**Problem details**
The answer is every line in the data below that contains the word "impl".

**Data extract**
=====
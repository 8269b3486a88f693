//! Conversation message types
//!
//! Messages and items as presented to readers of a session snapshot.
//! Assistant messages move one way, from a streaming text accumulator to a
//! finalized list of items.

use chrono::{DateTime, Utc};
use serde::{Deserialize, Serialize};
use serde_json::Value;

/// Timestamp type used throughout the session model
pub type Timestamp = DateTime<Utc>;

/// Lenient timestamp decoding for server payloads
///
/// Accepts RFC 3339 strings as well as epoch milliseconds.
pub(crate) mod timestamp {
    use chrono::{DateTime, Utc};
    use serde::de::Error as _;
    use serde::{Deserialize, Deserializer};

    #[derive(Deserialize)]
    #[serde(untagged)]
    enum Raw {
        Millis(i64),
        Fractional(f64),
        Text(String),
    }

    pub fn deserialize<'de, D>(deserializer: D) -> Result<DateTime<Utc>, D::Error>
    where
        D: Deserializer<'de>,
    {
        match Raw::deserialize(deserializer)? {
            Raw::Millis(ms) => DateTime::from_timestamp_millis(ms)
                .ok_or_else(|| D::Error::custom(format!("timestamp out of range: {ms}"))),
            #[allow(clippy::cast_possible_truncation)]
            Raw::Fractional(ms) => DateTime::from_timestamp_millis(ms as i64)
                .ok_or_else(|| D::Error::custom(format!("timestamp out of range: {ms}"))),
            Raw::Text(text) => DateTime::parse_from_rfc3339(&text)
                .map(|dt| dt.with_timezone(&Utc))
                .map_err(D::Error::custom),
        }
    }
}

/// A tool invocation blocked by the session's permission mode
#[derive(Debug, Clone, PartialEq, Serialize, Deserialize)]
pub struct PermissionDenial {
    pub tool_name: String,
    pub tool_use_id: String,
    #[serde(default)]
    pub tool_input: Value,
}

/// Structured content of one assistant output item
#[derive(Debug, Clone, PartialEq, Serialize, Deserialize)]
#[serde(tag = "type", rename_all = "snake_case")]
pub enum ItemContent {
    /// Plain assistant text
    Text { text: String },
    /// Reasoning output
    Thinking {
        #[serde(alias = "thinking")]
        text: String,
    },
    /// Tool invocation requested by the assistant
    ToolCall {
        tool_use_id: String,
        name: String,
        #[serde(default)]
        input: Value,
    },
    /// Result of a tool invocation
    ToolResult {
        tool_use_id: String,
        #[serde(default)]
        content: Value,
        #[serde(default)]
        is_error: bool,
    },
}

/// A finalized unit of assistant output
#[derive(Debug, Clone, PartialEq, Serialize, Deserialize)]
pub struct StoredItem {
    pub id: String,
    #[serde(default = "Utc::now", deserialize_with = "timestamp::deserialize")]
    pub created_at: Timestamp,
    pub item: ItemContent,
}

impl StoredItem {
    pub fn new(id: impl Into<String>, item: ItemContent) -> Self {
        Self {
            id: id.into(),
            created_at: Utc::now(),
            item,
        }
    }

    /// Text carried by this item, if it is a text or thinking item
    pub fn text(&self) -> Option<&str> {
        match &self.item {
            ItemContent::Text { text } | ItemContent::Thinking { text } => Some(text),
            _ => None,
        }
    }
}

/// Message typed by the user
#[derive(Debug, Clone, PartialEq, Serialize, Deserialize)]
pub struct UserMessage {
    pub id: String,
    pub created_at: Timestamp,
    pub content: String,
}

impl UserMessage {
    pub fn new(content: impl Into<String>) -> Self {
        Self {
            id: uuid::Uuid::new_v4().to_string(),
            created_at: Utc::now(),
            content: content.into(),
        }
    }
}

/// Body of an assistant message
#[derive(Debug, Clone, PartialEq, Serialize, Deserialize)]
#[serde(tag = "state", rename_all = "snake_case")]
pub enum AssistantBody {
    /// Text deltas are still arriving
    Streaming { text: String },
    /// Closed; holds the ordered items
    Finalized { items: Vec<StoredItem> },
}

/// Message produced by the assistant during one turn
#[derive(Debug, Clone, PartialEq, Serialize, Deserialize)]
pub struct AssistantMessage {
    pub id: String,
    pub created_at: Timestamp,
    pub turn_id: String,
    pub body: AssistantBody,
}

impl AssistantMessage {
    /// Start a streaming message seeded with its first delta
    pub fn streaming(id: impl Into<String>, turn_id: impl Into<String>, seed: &str) -> Self {
        Self {
            id: id.into(),
            created_at: Utc::now(),
            turn_id: turn_id.into(),
            body: AssistantBody::Streaming {
                text: seed.to_string(),
            },
        }
    }

    /// Create an empty finalized message that items are appended to
    pub fn finalized(id: impl Into<String>, turn_id: impl Into<String>) -> Self {
        Self {
            id: id.into(),
            created_at: Utc::now(),
            turn_id: turn_id.into(),
            body: AssistantBody::Finalized { items: Vec::new() },
        }
    }

    pub fn is_streaming(&self) -> bool {
        matches!(self.body, AssistantBody::Streaming { .. })
    }

    /// Accumulated text while streaming
    pub fn streaming_text(&self) -> Option<&str> {
        match &self.body {
            AssistantBody::Streaming { text } => Some(text),
            AssistantBody::Finalized { .. } => None,
        }
    }

    /// Finalized items; empty while streaming
    pub fn items(&self) -> &[StoredItem] {
        match &self.body {
            AssistantBody::Streaming { .. } => &[],
            AssistantBody::Finalized { items } => items,
        }
    }

    /// Append a text delta. Returns false if the message is already finalized.
    pub fn push_delta(&mut self, delta: &str) -> bool {
        match &mut self.body {
            AssistantBody::Streaming { text } => {
                text.push_str(delta);
                true
            }
            AssistantBody::Finalized { .. } => false,
        }
    }

    /// Append a finalized item. Returns false if the message is still streaming.
    pub fn push_item(&mut self, item: StoredItem) -> bool {
        match &mut self.body {
            AssistantBody::Finalized { items } => {
                items.push(item);
                true
            }
            AssistantBody::Streaming { .. } => false,
        }
    }

    /// Close a streaming message
    ///
    /// Accumulated text becomes a single text item; a message with no text
    /// finalizes to an empty item list. No-op when already finalized.
    pub fn finalize(&mut self) {
        if let AssistantBody::Streaming { text } = &mut self.body {
            let text = std::mem::take(text);
            let items = if text.is_empty() {
                Vec::new()
            } else {
                vec![StoredItem::new(
                    format!("{}:text", self.id),
                    ItemContent::Text { text },
                )]
            };
            self.body = AssistantBody::Finalized { items };
        }
    }
}

/// One entry in a session's history
#[derive(Debug, Clone, PartialEq, Serialize, Deserialize)]
#[serde(tag = "role", rename_all = "snake_case")]
pub enum ChatMessage {
    User(UserMessage),
    Assistant(AssistantMessage),
}

impl ChatMessage {
    pub fn id(&self) -> &str {
        match self {
            ChatMessage::User(msg) => &msg.id,
            ChatMessage::Assistant(msg) => &msg.id,
        }
    }

    pub fn created_at(&self) -> Timestamp {
        match self {
            ChatMessage::User(msg) => msg.created_at,
            ChatMessage::Assistant(msg) => msg.created_at,
        }
    }

    pub fn is_user(&self) -> bool {
        matches!(self, ChatMessage::User(_))
    }

    pub fn is_streaming(&self) -> bool {
        self.as_assistant().is_some_and(AssistantMessage::is_streaming)
    }

    pub fn as_user(&self) -> Option<&UserMessage> {
        match self {
            ChatMessage::User(msg) => Some(msg),
            ChatMessage::Assistant(_) => None,
        }
    }

    pub fn as_assistant(&self) -> Option<&AssistantMessage> {
        match self {
            ChatMessage::Assistant(msg) => Some(msg),
            ChatMessage::User(_) => None,
        }
    }

    pub fn as_assistant_mut(&mut self) -> Option<&mut AssistantMessage> {
        match self {
            ChatMessage::Assistant(msg) => Some(msg),
            ChatMessage::User(_) => None,
        }
    }
}

#[cfg(test)]
mod tests {
    use super::*;
    use pretty_assertions::assert_eq;
    use serde_json::json;

    #[test]
    fn test_stored_item_from_wire() {
        let item: StoredItem = serde_json::from_value(json!({
            "id": "i1",
            "created_at": "2025-01-02T03:04:05Z",
            "item": {"type": "tool_call", "tool_use_id": "tu1", "name": "Bash", "input": {"command": "ls"}}
        }))
        .unwrap();

        assert_eq!(item.id, "i1");
        assert_eq!(item.created_at.to_rfc3339(), "2025-01-02T03:04:05+00:00");
        assert_eq!(
            item.item,
            ItemContent::ToolCall {
                tool_use_id: "tu1".to_string(),
                name: "Bash".to_string(),
                input: json!({"command": "ls"}),
            }
        );
    }

    #[test]
    fn test_stored_item_epoch_millis_and_defaults() {
        let item: StoredItem = serde_json::from_value(json!({
            "id": "i2",
            "created_at": 1_700_000_000_000_i64,
            "item": {"type": "tool_result", "tool_use_id": "tu1"}
        }))
        .unwrap();

        assert_eq!(item.created_at.timestamp_millis(), 1_700_000_000_000);
        assert_eq!(
            item.item,
            ItemContent::ToolResult {
                tool_use_id: "tu1".to_string(),
                content: Value::Null,
                is_error: false,
            }
        );

        let before = Utc::now();
        let item: StoredItem = serde_json::from_value(json!({
            "id": "i3",
            "item": {"type": "thinking", "thinking": "hmm"}
        }))
        .unwrap();
        assert!(item.created_at >= before);
        assert_eq!(item.text(), Some("hmm"));
    }

    #[test]
    fn test_streaming_to_finalized_is_one_way() {
        let mut msg = AssistantMessage::streaming("r1:stream", "r1", "He");
        assert!(msg.push_delta("llo"));
        assert_eq!(msg.streaming_text(), Some("Hello"));
        assert!(msg.items().is_empty());

        msg.finalize();
        assert!(!msg.is_streaming());
        assert_eq!(msg.streaming_text(), None);
        assert_eq!(msg.items().len(), 1);
        assert_eq!(msg.items()[0].text(), Some("Hello"));

        assert!(!msg.push_delta("!"));
        msg.finalize();
        assert_eq!(msg.items().len(), 1);
    }

    #[test]
    fn test_finalize_empty_stream_has_no_items() {
        let mut msg = AssistantMessage::streaming("r1:stream", "r1", "");
        msg.finalize();
        assert!(msg.items().is_empty());
    }

    #[test]
    fn test_push_item_requires_finalized() {
        let mut streaming = AssistantMessage::streaming("r1:stream", "r1", "x");
        let item = StoredItem::new("i", ItemContent::Text { text: "x".into() });
        assert!(!streaming.push_item(item.clone()));

        let mut finalized = AssistantMessage::finalized("r1:items", "r1");
        assert!(finalized.push_item(item));
        assert_eq!(finalized.items().len(), 1);
    }

    #[test]
    fn test_chat_message_serialization_shape() {
        let msg = ChatMessage::Assistant(AssistantMessage::streaming("m", "r1", "hi"));
        let value = serde_json::to_value(&msg).unwrap();
        assert_eq!(value["role"], "assistant");
        assert_eq!(value["body"]["state"], "streaming");
        assert_eq!(value["body"]["text"], "hi");
        assert!(msg.is_streaming());
    }
}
=====
**Output below**
impl StoredItem {
    pub fn new(id: impl Into<String>, item: ItemContent) -> Self {
impl UserMessage {
    pub fn new(content: impl Into<String>) -> Self {
impl AssistantMessage {
    pub fn streaming(id: impl Into<String>, turn_id: impl Into<String>, seed: &str) -> Self {
    pub fn finalized(id: impl Into<String>, turn_id: impl Into<String>) -> Self {
impl ChatMessage {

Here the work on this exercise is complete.